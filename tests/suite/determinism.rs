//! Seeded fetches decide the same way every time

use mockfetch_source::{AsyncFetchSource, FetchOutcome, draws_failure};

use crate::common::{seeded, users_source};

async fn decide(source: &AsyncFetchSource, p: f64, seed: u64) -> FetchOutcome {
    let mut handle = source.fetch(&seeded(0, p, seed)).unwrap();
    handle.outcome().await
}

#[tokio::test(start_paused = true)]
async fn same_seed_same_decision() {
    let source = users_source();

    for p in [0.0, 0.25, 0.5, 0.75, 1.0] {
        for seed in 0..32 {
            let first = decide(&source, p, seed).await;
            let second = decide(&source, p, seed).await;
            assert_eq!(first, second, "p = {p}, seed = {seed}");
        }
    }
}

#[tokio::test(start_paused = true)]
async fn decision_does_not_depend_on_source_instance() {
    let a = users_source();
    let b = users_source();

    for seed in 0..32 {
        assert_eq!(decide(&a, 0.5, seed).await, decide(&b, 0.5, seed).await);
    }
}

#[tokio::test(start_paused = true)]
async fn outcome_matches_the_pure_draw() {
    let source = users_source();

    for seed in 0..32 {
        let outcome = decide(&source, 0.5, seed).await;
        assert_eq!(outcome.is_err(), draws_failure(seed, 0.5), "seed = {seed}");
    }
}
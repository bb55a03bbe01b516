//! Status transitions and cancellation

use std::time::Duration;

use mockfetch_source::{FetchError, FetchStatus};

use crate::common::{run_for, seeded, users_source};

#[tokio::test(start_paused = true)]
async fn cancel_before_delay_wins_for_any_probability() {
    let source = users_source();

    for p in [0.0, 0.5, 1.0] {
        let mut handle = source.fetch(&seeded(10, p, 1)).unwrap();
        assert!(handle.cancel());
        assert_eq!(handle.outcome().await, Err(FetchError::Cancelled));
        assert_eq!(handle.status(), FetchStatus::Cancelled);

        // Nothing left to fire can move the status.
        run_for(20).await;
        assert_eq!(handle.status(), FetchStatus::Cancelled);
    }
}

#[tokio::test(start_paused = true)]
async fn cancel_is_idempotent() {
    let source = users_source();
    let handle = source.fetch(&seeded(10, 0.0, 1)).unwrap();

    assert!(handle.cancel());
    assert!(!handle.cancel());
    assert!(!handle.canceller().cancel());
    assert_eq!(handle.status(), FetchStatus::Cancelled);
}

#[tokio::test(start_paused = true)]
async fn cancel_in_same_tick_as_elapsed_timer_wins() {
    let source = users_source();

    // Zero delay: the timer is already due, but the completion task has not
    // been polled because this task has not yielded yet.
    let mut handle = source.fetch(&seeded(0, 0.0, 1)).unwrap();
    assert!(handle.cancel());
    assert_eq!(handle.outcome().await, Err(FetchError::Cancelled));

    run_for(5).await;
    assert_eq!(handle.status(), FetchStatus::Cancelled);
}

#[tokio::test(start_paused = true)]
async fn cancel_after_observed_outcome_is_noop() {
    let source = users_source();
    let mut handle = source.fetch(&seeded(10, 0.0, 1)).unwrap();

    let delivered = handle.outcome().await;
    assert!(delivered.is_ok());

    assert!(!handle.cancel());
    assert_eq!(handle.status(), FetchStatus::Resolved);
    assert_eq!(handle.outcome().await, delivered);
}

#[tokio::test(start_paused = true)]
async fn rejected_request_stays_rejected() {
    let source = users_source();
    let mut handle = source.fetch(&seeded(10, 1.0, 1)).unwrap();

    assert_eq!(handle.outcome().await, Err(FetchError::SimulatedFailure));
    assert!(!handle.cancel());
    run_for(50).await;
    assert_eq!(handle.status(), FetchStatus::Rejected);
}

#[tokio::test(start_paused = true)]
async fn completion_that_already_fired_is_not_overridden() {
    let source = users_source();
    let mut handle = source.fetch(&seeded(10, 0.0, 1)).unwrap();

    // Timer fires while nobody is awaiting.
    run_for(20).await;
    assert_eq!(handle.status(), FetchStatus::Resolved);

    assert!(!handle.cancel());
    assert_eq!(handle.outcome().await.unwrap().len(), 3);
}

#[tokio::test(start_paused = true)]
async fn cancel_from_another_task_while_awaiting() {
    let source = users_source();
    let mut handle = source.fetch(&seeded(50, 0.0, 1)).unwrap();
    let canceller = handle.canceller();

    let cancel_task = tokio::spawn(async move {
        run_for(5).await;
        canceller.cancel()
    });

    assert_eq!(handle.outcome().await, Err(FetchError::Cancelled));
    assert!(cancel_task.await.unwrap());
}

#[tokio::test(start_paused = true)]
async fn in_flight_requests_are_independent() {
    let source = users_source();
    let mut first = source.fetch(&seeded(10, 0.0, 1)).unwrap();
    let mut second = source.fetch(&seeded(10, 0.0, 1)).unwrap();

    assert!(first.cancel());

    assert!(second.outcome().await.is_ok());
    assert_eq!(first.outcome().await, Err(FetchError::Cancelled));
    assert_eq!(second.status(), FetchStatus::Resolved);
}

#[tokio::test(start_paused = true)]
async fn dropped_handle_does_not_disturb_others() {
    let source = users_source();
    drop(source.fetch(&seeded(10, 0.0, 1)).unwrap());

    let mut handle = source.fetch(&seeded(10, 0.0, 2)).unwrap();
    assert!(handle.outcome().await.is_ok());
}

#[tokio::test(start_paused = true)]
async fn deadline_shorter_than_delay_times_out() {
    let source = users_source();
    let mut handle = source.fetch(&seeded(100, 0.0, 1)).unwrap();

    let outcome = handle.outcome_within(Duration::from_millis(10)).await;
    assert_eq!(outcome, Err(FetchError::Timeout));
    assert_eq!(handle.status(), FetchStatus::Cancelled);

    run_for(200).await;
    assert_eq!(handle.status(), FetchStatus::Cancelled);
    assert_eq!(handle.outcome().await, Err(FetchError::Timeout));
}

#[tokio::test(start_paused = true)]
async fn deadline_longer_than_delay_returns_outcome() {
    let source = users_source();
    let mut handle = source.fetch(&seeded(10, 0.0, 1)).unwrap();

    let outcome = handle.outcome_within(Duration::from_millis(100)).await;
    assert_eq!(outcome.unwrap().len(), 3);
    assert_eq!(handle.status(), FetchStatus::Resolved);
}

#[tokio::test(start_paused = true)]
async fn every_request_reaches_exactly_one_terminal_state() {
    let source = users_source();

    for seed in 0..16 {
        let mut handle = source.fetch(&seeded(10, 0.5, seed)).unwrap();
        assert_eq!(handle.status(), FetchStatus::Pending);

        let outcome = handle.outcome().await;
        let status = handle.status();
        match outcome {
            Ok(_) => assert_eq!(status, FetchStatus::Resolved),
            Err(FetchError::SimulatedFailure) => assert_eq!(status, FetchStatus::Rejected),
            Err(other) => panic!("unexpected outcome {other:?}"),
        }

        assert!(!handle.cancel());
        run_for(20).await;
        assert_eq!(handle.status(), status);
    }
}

### About this exercise
Which lines in the records above contain the string "Timeout"? Copy each one.

### Your solution
    assert_eq!(outcome, Err(FetchError::Timeout));
    assert_eq!(handle.outcome().await, Err(FetchError::Timeout));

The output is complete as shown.